Like the Trust Preferred Securities, the Debt Securities bear interest at the
fixed annual rate of 7.20% until maturity. The interest payments by the Company
will be used to pay the quarterly distributions payable by the Trust to the
holders of the Trust Preferred Securities. However, so long as no event of
default, as described below, has occurred under the Debt Securities, the Company
may, from time to time, defer interest payments on the Debt Securities (in
which
case the Trust will be entitled to defer distributions otherwise due on the
Trust Preferred Securities) for up to twenty (20) consecutive
quarters.
During
an
extension period, the Company may not (i) declare or pay any dividends or
distributions on, or redeem, purchase, acquire, or make a liquidation payment
with respect to, any of the Company’s capital stock; (ii) make any payment
of principal or interest or premium on or repay, repurchase or redeem any debt
securities of the Company that rank in all respects pari
passu
with or
junior in interest to the
Debt
Securities; or (iii) make any payment under any guarantees of the Company
that rank in all respects pari
passu
with or
junior in interest to the Guarantee (other than (a) repurchases, redemptions
or
other acquisitions of shares of capital stock of the Company (A) in
connection with any employment contract, benefit plan or other similar
arrangement with or for the benefit of one or more employees, officers,
directors or consultants, (B) in connection with a dividend reinvestment or
stockholder stock purchase plan or (C) in connection with the issuance of
capital stock of the Company (or securities convertible into or exercisable
for
such capital stock), as consideration in an acquisition transaction entered
into
prior to the applicable extension period, (b) as a result of any exchange
or conversion of any class or series of the Company’s capital stock (or any
capital stock of a subsidiary of the Company) for any class or series of the
Company’s capital stock or of any class or series of the Company’s indebtedness
for any class or series of the Company’s capital stock, (c) the purchase of
fractional interests in shares of the Company’s capital stock pursuant to the
conversion or exchange provisions of such capital stock or the security being
converted or exchanged, (d) any declaration of a dividend in connection
with any stockholder’s rights plan, or the issuance of rights, stock or other
property under any stockholder’s rights plan, or the redemption or repurchase of
rights pursuant thereto, or (e) any dividend in the form of stock,
warrants, options or other rights where the dividend stock or the stock issuable
upon exercise of such warrants, options or other rights is the same stock as
that on which the dividend is being paid or ranks pari
passu
with or
junior in interest to such stock).
The
Company used $2,198,011.13 of the proceeds of the offering to repay in full
the
amount outstanding under its credit facility with Drovers Bank of York,
Pennsylvania, a division of Fulton Bank, and intends to use the remainder for
general corporate purposes, including but not limited to supporting continued
asset growth. In that regard, the Purchase Agreement provides that the Company
will retain $1,000,000 of the proceeds from the Debt Securities for general
corporate purposes (which may include making interest payments on the Debt
Securities) until the earlier of (i) the date on which the retained funds are
reduced to zero, or (ii) the date on which Bay National Bank (or any successor)
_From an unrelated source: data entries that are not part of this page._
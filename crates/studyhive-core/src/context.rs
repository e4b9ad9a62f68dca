//! Rolling context for the brainstorming chat.
//!
//! Bounds the prompt sent to the model regardless of conversation length:
//! short histories pass through untouched, long ones keep a recent tail and
//! compress everything older into a single system note. Older turns are never
//! dropped silently, only compressed.

use studyhive_provider::LlmMessage;

pub const SYSTEM_BRAINSTORM_PROMPT: &str = "You are a collaborative study buddy for brainstorming and discussion. Keep replies clear, focused, and helpful. Maintain context from previous messages. Ask a brief clarifying question only when ambiguity blocks progress. No code unless asked. No external links unless explicitly requested. Text only.";

/// Most messages the uncompressed tail may hold.
const MAX_TAIL_MESSAGES: usize = 16;
/// Upper bound on cumulative tail characters, a crude proxy for ~8k tokens.
const MAX_TAIL_CHARS: usize = 8000;
/// Per-message cap inside the compressed transcript.
const SUMMARY_LINE_CHARS: usize = 280;

const SUMMARY_HEADER: &str = "Context summary (earlier turns, compressed):";

/// Build the message list submitted to the model for one chat turn.
///
/// `history` is the conversation in order, user and assistant roles only;
/// the system prompt is injected here, never stored.
pub fn build_rolling_context(history: &[LlmMessage]) -> Vec<LlmMessage> {
    let total_chars: usize = history.iter().map(|m| m.content.chars().count()).sum();
    if history.len() <= MAX_TAIL_MESSAGES && total_chars < MAX_TAIL_CHARS {
        let mut out = Vec::with_capacity(history.len() + 1);
        out.push(LlmMessage::system(SYSTEM_BRAINSTORM_PROMPT));
        out.extend(history.iter().cloned());
        return out;
    }

    // Greedy backward scan: include messages into the tail while both bounds
    // hold, stopping at the first message that would violate either.
    let mut tail_start = history.len();
    let mut tail_chars = 0usize;
    for (i, msg) in history.iter().enumerate().rev() {
        let len = msg.content.chars().count();
        if history.len() - tail_start < MAX_TAIL_MESSAGES && tail_chars + len < MAX_TAIL_CHARS {
            tail_start = i;
            tail_chars += len;
        } else {
            break;
        }
    }

    let (older, tail) = history.split_at(tail_start);
    let summary = older
        .iter()
        .map(|m| {
            let prefix = if m.role == "user" { "U" } else { "A" };
            format!("{prefix}: {}", truncate(&m.content, SUMMARY_LINE_CHARS))
        })
        .collect::<Vec<_>>()
        .join("\n");

    let mut out = Vec::with_capacity(tail.len() + 2);
    out.push(LlmMessage::system(SYSTEM_BRAINSTORM_PROMPT));
    out.push(LlmMessage::system(format!("{SUMMARY_HEADER}\n{summary}")));
    out.extend(tail.iter().cloned());
    out
}

fn truncate(s: &str, n: usize) -> String {
    if s.chars().count() > n {
        let cut: String = s.chars().take(n - 1).collect();
        format!("{cut}…")
    } else {
        s.to_string()
    }
}

#[cfg(test)]
mod tests {
    use super::*;

    fn msgs(n: usize, len: usize) -> Vec<LlmMessage> {
        (0..n)
            .map(|i| {
                let content = "x".repeat(len);
                if i % 2 == 0 {
                    LlmMessage::user(content)
                } else {
                    LlmMessage::assistant(content)
                }
            })
            .collect()
    }

    #[test]
    fn short_history_passes_through() {
        let history = msgs(5, 10);
        let out = build_rolling_context(&history);
        assert_eq!(out.len(), 6);
        assert_eq!(out[0].role, "system");
        assert_eq!(out[0].content, SYSTEM_BRAINSTORM_PROMPT);
        assert_eq!(&out[1..], &history[..]);
    }

    #[test]
    fn long_history_gets_single_summary_and_bounded_tail() {
        let history = msgs(30, 1000);
        let out = build_rolling_context(&history);

        let system_count = out.iter().filter(|m| m.role == "system").count();
        assert_eq!(system_count, 2);
        assert!(out[1].content.starts_with(SUMMARY_HEADER));

        let tail = &out[2..];
        assert!(tail.len() <= 16);
        let tail_chars: usize = tail.iter().map(|m| m.content.chars().count()).sum();
        assert!(tail_chars < 8000);

        // 7 x 1000 chars fit under 8000; the 8th would not
        assert_eq!(tail.len(), 7);
        assert_eq!(out.len(), 2 + 7);
    }

    #[test]
    fn message_count_bound_triggers_summary() {
        // 17 tiny messages: char bound holds but the count bound does not
        let history = msgs(17, 5);
        let out = build_rolling_context(&history);
        assert!(out[1].content.starts_with(SUMMARY_HEADER));
        assert_eq!(out.len(), 2 + 16);
    }

    #[test]
    fn summary_lines_are_truncated_and_prefixed() {
        let mut history = msgs(16, 10);
        history.insert(0, LlmMessage::user("y".repeat(500)));
        let out = build_rolling_context(&history);

        let summary = &out[1].content;
        let line = summary.lines().nth(1).unwrap();
        assert!(line.starts_with("U: "));
        assert!(line.ends_with('…'));
        assert_eq!(line.chars().count(), 3 + 280);
    }

    #[test]
    fn tail_preserves_most_recent_messages_in_order() {
        let history: Vec<LlmMessage> = (0..20)
            .map(|i| LlmMessage::user(format!("message {i} {}", "p".repeat(600))))
            .collect();
        let out = build_rolling_context(&history);
        let tail = &out[2..];
        let last = &tail[tail.len() - 1];
        assert!(last.content.starts_with("message 19"));
        // Order within the tail matches history order
        let indices: Vec<usize> = tail
            .iter()
            .map(|m| {
                m.content
                    .split_whitespace()
                    .nth(1)
                    .unwrap()
                    .parse()
                    .unwrap()
            })
            .collect();
        let mut sorted = indices.clone();
        sorted.sort_unstable();
        assert_eq!(indices, sorted);
    }
}
//! Voice transcription flow.
//!
//! Rejects bad input before any network call: only webm/ogg/wav audio, at
//! most 10 MB decoded. Transcription tries the fast Whisper distillation
//! first and falls back to the full model.

use std::sync::Arc;

use base64::Engine;
use studyhive_schema::{TranscribeRequest, TranscribeResponse};
use studyhive_provider::TranscriptionProvider;

use crate::events::EventSink;

pub const ALLOWED_AUDIO_MIMES: [&str; 3] = ["audio/webm", "audio/ogg", "audio/wav"];
pub const MAX_AUDIO_BYTES: usize = 10 * 1024 * 1024;

pub const PRIMARY_STT_MODEL: &str = "distil-whisper-large-v3";
pub const FALLBACK_STT_MODEL: &str = "whisper-large-v3";

#[derive(Debug, thiserror::Error)]
pub enum TranscribeError {
    #[error("Unsupported media type")]
    UnsupportedMime,
    #[error("Bad base64")]
    InvalidBase64,
    #[error("File too large")]
    TooLarge,
    #[error("{0}")]
    Failed(String),
}

pub struct Transcriber {
    provider: Arc<dyn TranscriptionProvider>,
    events: Arc<dyn EventSink>,
}

impl Transcriber {
    pub fn new(provider: Arc<dyn TranscriptionProvider>, events: Arc<dyn EventSink>) -> Self {
        Self { provider, events }
    }

    pub async fn transcribe(
        &self,
        request: &TranscribeRequest,
    ) -> Result<TranscribeResponse, TranscribeError> {
        // Recorders report MIME with codec parameters; the whitelist matches
        // on the bare type.
        let mime = request
            .audio_mime
            .split(';')
            .next()
            .unwrap_or("")
            .trim()
            .to_lowercase();
        if !ALLOWED_AUDIO_MIMES.contains(&mime.as_str()) {
            return Err(TranscribeError::UnsupportedMime);
        }

        let audio = base64::engine::general_purpose::STANDARD
            .decode(request.base64.as_bytes())
            .map_err(|_| TranscribeError::InvalidBase64)?;
        if audio.len() > MAX_AUDIO_BYTES {
            return Err(TranscribeError::TooLarge);
        }

        let bytes = audio.len();
        let mut model = PRIMARY_STT_MODEL;
        let result = match self.provider.transcribe(audio.clone(), &mime, model).await {
            Ok(r) => r,
            Err(primary_err) => {
                tracing::warn!("primary transcription model failed: {primary_err}");
                model = FALLBACK_STT_MODEL;
                self.provider
                    .transcribe(audio, &mime, model)
                    .await
                    .map_err(|e| TranscribeError::Failed(e.to_string()))?
            }
        };

        self.events.record(
            "stt",
            serde_json::json!({ "model": model, "bytes": bytes }),
        );

        Ok(TranscribeResponse {
            text: result.text,
            language: result.language,
        })
    }
}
meets the statutory requirements to pay dividends of at least $148,464 for
each
of two consecutive quarters with positive retained earnings remaining after
any
such dividend payment.
The
Debt
Securities are subordinated to the prior payment of other indebtedness of the
Company that, by its terms, is not similarly subordinated. Although the Debt
Securities will be recorded as a liability on the Company’s balance sheet, for
regulatory purposes, the Debt Securities are expected to be treated as Tier
1 or
Tier 2 capital under regulatory capital guidelines issued by the Federal Reserve
Board.
The
Debt
Securities mature on February 23, 2036, but, as indicated above, may be redeemed
at the Company’s option at any time on any February 23, May 23, August 23 or
November 23 on or after February 23, 2011, or at any time upon certain events,
such as a change in the regulatory capital treatment of Debt Securities, the
Trust being deemed to be an “investment company” under the Investment Company
Act of 1940, as amended, or the occurrence of certain adverse tax events. Except
upon the occurrence of the events described above, which require a redemption
premium for redemptions prior to February 23, 2011, the Company may redeem
the
Debt Securities at their aggregate principal amount, plus accrued interest,
if
any.
Upon
the
occurrence of an event of default, the Debt Securities may be declared
immediately due and payable at the election of the trustee or the holders of
not
less than 25% in aggregate principal amount of the Debt Securities. An event
of
default generally means: (1) default in the payment of any interest
when
due
that continues without remedy for a period of thirty (30) days, except in the
case of an election by the Company to defer payments of interest for up to
twenty (20) consecutive quarters (which does not constitute an event of
default); (2) a default in the payment of any interest following the
deferral of interest payments by the Company for twenty (20) consecutive
quarters; (3) a default in the payment of the principal amount of (or
premium, if any, on) the Debt Securities at maturity or otherwise; (4) a
breach or default in the Company’s performance of certain covenants and
agreements in the Indenture which is not cured within ninety (90) days after
proper notice; (5) the institution of any bankruptcy or similar proceedings
by or against the Company; (6) the appointment of a receiver to a
significant banking subsidiary for it or substantially all of its property
in
any liquidation, insolvency or similar proceeding with respect to it or
substantially all of its property; or (7) the liquidation or winding up of
the Trust, other than as contemplated in the Indenture.
The
Company also has entered into a Guarantee Agreement, pursuant to which it has
agreed to irrevocably and unconditionally guarantee, with respect to the Trust
Preferred Securities and to the extent not paid by the Trust, accrued and unpaid
distributions on the Trust Preferred Securities and the redemption price payable
to the holders of the Trust Preferred Securities, in each case to the extent
the
Trust has funds available.
ITEM
9.01
FINANCIAL STATEMENTS AND EXHIBITS.
(c)
Exhibits.
The
following exhibits are filed herewith:
99.1
Press Release dated December 15, 2005.
SIGNATURES
Pursuant
to the requirements of the Securities Exchange Act of 1934, the registrant
has
duly caused this report to be signed on its behalf by the undersigned hereunto
duly authorized.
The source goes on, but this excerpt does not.